(Records from a data source)
//! Production API client over reqwest.

use std::time::Duration;

use async_trait::async_trait;
use log::{debug, info};
use reqwest::{Client, Response, StatusCode};
use serde_json::json;

use super::error::{ApiError, Result};
use super::{ContentApi, ScanApi, SubmitApi};
use crate::config::HelperConfig;
use crate::model::{
    ContentItem, ContentReviewGroup, ContentType, LastScanResponse, ScanLookup, ScanRecord,
};

/// Default connect timeout for HTTP requests (10 seconds).
const DEFAULT_CONNECT_TIMEOUT: Duration = Duration::from_secs(10);

/// Default request timeout for HTTP requests (30 seconds).
const DEFAULT_REQUEST_TIMEOUT: Duration = Duration::from_secs(30);

/// Header carrying the CSRF token on mutating calls.
const CSRF_HEADER: &str = "X-CSRFTOKEN";

/// HTTP client for the alt-text endpoints of the course backend.
///
/// The CSRF token is sourced by the embedding page (cookie jar) and handed
/// in at construction; reads work without it, mutations fail fast when it
/// is absent.
pub struct HelperApiClient {
    client: Client,
    base_url: String,
    csrf_token: Option<String>,
}

impl HelperApiClient {
    /// Creates a client with default timeouts.
    pub fn new(base_url: &str, csrf_token: Option<String>) -> Result<Self> {
        Self::with_timeouts(
            base_url,
            csrf_token,
            DEFAULT_CONNECT_TIMEOUT,
            DEFAULT_REQUEST_TIMEOUT,
        )
    }

    /// Creates a client from the loaded configuration.
    pub fn from_config(config: &HelperConfig, csrf_token: Option<String>) -> Result<Self> {
        Self::with_timeouts(
            &config.base_url,
            csrf_token,
            config.connect_timeout(),
            config.request_timeout(),
        )
    }

    pub fn with_timeouts(
        base_url: &str,
        csrf_token: Option<String>,
        connect_timeout: Duration,
        request_timeout: Duration,
    ) -> Result<Self> {
        let trimmed = base_url.trim_end_matches('/');
        if trimmed.is_empty() {
            return Err(ApiError::InvalidBaseUrl(base_url.to_string()));
        }
        let client = Client::builder()
            .connect_timeout(connect_timeout)
            .timeout(request_timeout)
            .build()?;
        Ok(Self {
            client,
            base_url: trimmed.to_string(),
            csrf_token,
        })
    }

    fn endpoint(&self, path: &str) -> String {
        format!("{}/{}", self.base_url, path.trim_start_matches('/'))
    }

    fn csrf_token(&self) -> Result<&str> {
        self.csrf_token.as_deref().ok_or(ApiError::MissingCsrfToken)
    }

    /// Converts a non-2xx response into an `ApiError::Status`.
    async fn response_error(response: Response) -> ApiError {
        let status = response.status();
        let body = response.text().await.unwrap_or_default();
        status_error(status, &body)
    }
}

/// Extracts a display message from an error body: the JSON `message` field
/// when present, else the body serialized, else the HTTP status text.
fn status_error(status: StatusCode, body: &str) -> ApiError {
    let message = match serde_json::from_str::<serde_json::Value>(body) {
        Ok(value) => match value.get("message").and_then(|m| m.as_str()) {
            Some(message) => format!("Message: {message}"),
            None => format!("Error Body: {value}"),
        },
        Err(_) if !body.trim().is_empty() => format!("Error Body: {body}"),
        Err(_) => status
            .canonical_reason()
            .unwrap_or("unknown error")
            .to_string(),
    };
    ApiError::Status {
        status: status.as_u16(),
        message,
    }
}

/// Decodes the last-scan wire shape, rejecting a found response that lacks
/// the detail payload.
fn decode_lookup(response: LastScanResponse) -> Result<ScanLookup> {
    match (response.found, response.scan_detail) {
        (false, _) => Ok(ScanLookup::NotFound),
        (true, Some(detail)) => Ok(ScanLookup::Found(detail)),
        (true, None) => Err(ApiError::MalformedResponse(
            "last-scan response marked found but carries no scan_detail".to_string(),
        )),
    }
}

#[async_trait]
impl ScanApi for HelperApiClient {
    async fn fetch_last_scan(&self, course_id: i64) -> Result<ScanLookup> {
        let url = self.endpoint("scan/");
        debug!("Fetching last scan for course {course_id}");
        let response = self
            .client
            .get(&url)
            .query(&[("course_id", course_id)])
            .send()
            .await?;
        if !response.status().is_success() {
            return Err(Self::response_error(response).await);
        }
        let body: LastScanResponse = response.json().await?;
        decode_lookup(body)
    }

    async fn start_scan(&self, course_id: i64) -> Result<ScanRecord> {
        let token = self.csrf_token()?;
        let url = self.endpoint("scan/");
        info!("Starting scan for course {course_id}");
        let response = self
            .client
            .post(&url)
            .header(CSRF_HEADER, token)
            .json(&json!({ "course_id": course_id }))
            .send()
            .await?;
        if !response.status().is_success() {
            return Err(Self::response_error(response).await);
        }
        let record: ScanRecord = response.json().await?;
        Ok(record)
    }
}

#[async_trait]
impl ContentApi for HelperApiClient {
    async fn fetch_images(&self, content_type: ContentType) -> Result<Vec<ContentItem>> {
        let url = self.endpoint("images/");
        debug!("Fetching content images for type {content_type}");
        let response = self
            .client
            .get(&url)
            .query(&[("content_type", content_type.as_str())])
            .send()
            .await?;
        if !response.status().is_success() {
            return Err(Self::response_error(response).await);
        }
        let items: Vec<ContentItem> = response.json().await?;
        Ok(items)
    }
}

#[async_trait]
impl SubmitApi for HelperApiClient {
    async fn submit_review(&self, payload: &[ContentReviewGroup]) -> Result<()> {
        let token = self.csrf_token()?;
        let url = self.endpoint("review/");
        info!("Submitting review for {} content groups", payload.len());
        let response = self
            .client
            .post(&url)
            .header(CSRF_HEADER, token)
            .json(payload)
            .send()
            .await?;
        if !response.status().is_success() {
            return Err(Self::response_error(response).await);
        }
        Ok(())
    }
}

--- About this exercise ---
Every entry above should come back exactly as written.

--- Answer section ---
//! Production API client over reqwest.

use std::time::Duration;

use async_trait::async_trait;
use log::{debug, info};
use reqwest::{Client, Response, StatusCode};
use serde_json::json;

use super::error::{ApiError, Result};
use super::{ContentApi, ScanApi, SubmitApi};
use crate::config::HelperConfig;
use crate::model::{
    ContentItem, ContentReviewGroup, ContentType, LastScanResponse, ScanLookup, ScanRecord,
};

/// Default connect timeout for HTTP requests (10 seconds).
const DEFAULT_CONNECT_TIMEOUT: Duration = Duration::from_secs(10);

/// Default request timeout for HTTP requests (30 seconds).
const DEFAULT_REQUEST_TIMEOUT: Duration = Duration::from_secs(30);

/// Header carrying the CSRF token on mutating calls.
const CSRF_HEADER: &str = "X-CSRFTOKEN";

/// HTTP client for the alt-text endpoints of the course backend.
///
/// The CSRF token is sourced by the embedding page (cookie jar) and handed
/// in at construction; reads work without it, mutations fail fast when it
/// is absent.
pub struct HelperApiClient {
    client: Client,
    base_url: String,
    csrf_token: Option<String>,
}

impl HelperApiClient {
    /// Creates a client with default timeouts.
    pub fn new(base_url: &str, csrf_token: Option<String>) -> Result<Self> {
        Self::with_timeouts(
            base_url,
            csrf_token,
            DEFAULT_CONNECT_TIMEOUT,
            DEFAULT_REQUEST_TIMEOUT,
        )
    }

    /// Creates a client from the loaded configuration.
    pub fn from_config(config: &HelperConfig, csrf_token: Option<String>) -> Result<Self> {
        Self::with_timeouts(
            &config.base_url,
            csrf_token,
            config.connect_timeout(),
            config.request_timeout(),
        )
    }

    pub fn with_timeouts(
        base_url: &str,
        csrf_token: Option<String>,
        connect_timeout: Duration,
        request_timeout: Duration,
    ) -> Result<Self> {
        let trimmed = base_url.trim_end_matches('/');
        if trimmed.is_empty() {
            return Err(ApiError::InvalidBaseUrl(base_url.to_string()));
        }
        let client = Client::builder()
            .connect_timeout(connect_timeout)
            .timeout(request_timeout)
            .build()?;
        Ok(Self {
            client,
            base_url: trimmed.to_string(),
            csrf_token,
        })
    }

    fn endpoint(&self, path: &str) -> String {
        format!("{}/{}", self.base_url, path.trim_start_matches('/'))
    }

    fn csrf_token(&self) -> Result<&str> {
        self.csrf_token.as_deref().ok_or(ApiError::MissingCsrfToken)
    }

    /// Converts a non-2xx response into an `ApiError::Status`.
    async fn response_error(response: Response) -> ApiError {
        let status = response.status();
        let body = response.text().await.unwrap_or_default();
        status_error(status, &body)
    }
}

/// Extracts a display message from an error body: the JSON `message` field
/// when present, else the body serialized, else the HTTP status text.
fn status_error(status: StatusCode, body: &str) -> ApiError {
    let message = match serde_json::from_str::<serde_json::Value>(body) {
        Ok(value) => match value.get("message").and_then(|m| m.as_str()) {
            Some(message) => format!("Message: {message}"),
            None => format!("Error Body: {value}"),
        },
        Err(_) if !body.trim().is_empty() => format!("Error Body: {body}"),
        Err(_) => status
            .canonical_reason()
            .unwrap_or("unknown error")
            .to_string(),
    };
    ApiError::Status {
        status: status.as_u16(),
        message,
    }
}

/// Decodes the last-scan wire shape, rejecting a found response that lacks
/// the detail payload.
fn decode_lookup(response: LastScanResponse) -> Result<ScanLookup> {
    match (response.found, response.scan_detail) {
        (false, _) => Ok(ScanLookup::NotFound),
        (true, Some(detail)) => Ok(ScanLookup::Found(detail)),
        (true, None) => Err(ApiError::MalformedResponse(
            "last-scan response marked found but carries no scan_detail".to_string(),
        )),
    }
}

#[async_trait]
impl ScanApi for HelperApiClient {
    async fn fetch_last_scan(&self, course_id: i64) -> Result<ScanLookup> {
        let url = self.endpoint("scan/");
        debug!("Fetching last scan for course {course_id}");
        let response = self
            .client
            .get(&url)
            .query(&[("course_id", course_id)])
            .send()
            .await?;
        if !response.status().is_success() {
            return Err(Self::response_error(response).await);
        }
        let body: LastScanResponse = response.json().await?;
        decode_lookup(body)
    }

    async fn start_scan(&self, course_id: i64) -> Result<ScanRecord> {
        let token = self.csrf_token()?;
        let url = self.endpoint("scan/");
        info!("Starting scan for course {course_id}");
        let response = self
            .client
            .post(&url)
            .header(CSRF_HEADER, token)
            .json(&json!({ "course_id": course_id }))
            .send()
            .await?;
        if !response.status().is_success() {
            return Err(Self::response_error(response).await);
        }
        let record: ScanRecord = response.json().await?;
        Ok(record)
    }
}

#[async_trait]
impl ContentApi for HelperApiClient {
    async fn fetch_images(&self, content_type: ContentType) -> Result<Vec<ContentItem>> {
        let url = self.endpoint("images/");
        debug!("Fetching content images for type {content_type}");
        let response = self
            .client
            .get(&url)
            .query(&[("content_type", content_type.as_str())])
            .send()
            .await?;
        if !response.status().is_success() {
            return Err(Self::response_error(response).await);
        }
        let items: Vec<ContentItem> = response.json().await?;
        Ok(items)
    }
}

#[async_trait]
impl SubmitApi for HelperApiClient {
    async fn submit_review(&self, payload: &[ContentReviewGroup]) -> Result<()> {
        let token = self.csrf_token()?;
        let url = self.endpoint("review/");
        info!("Submitting review for {} content groups", payload.len());
        let response = self
            .client
            .post(&url)
            .header(CSRF_HEADER, token)
            .json(payload)
            .send()
            .await?;
        if !response.status().is_success() {
            return Err(Self::response_error(response).await);
        }
        Ok(())
    }
}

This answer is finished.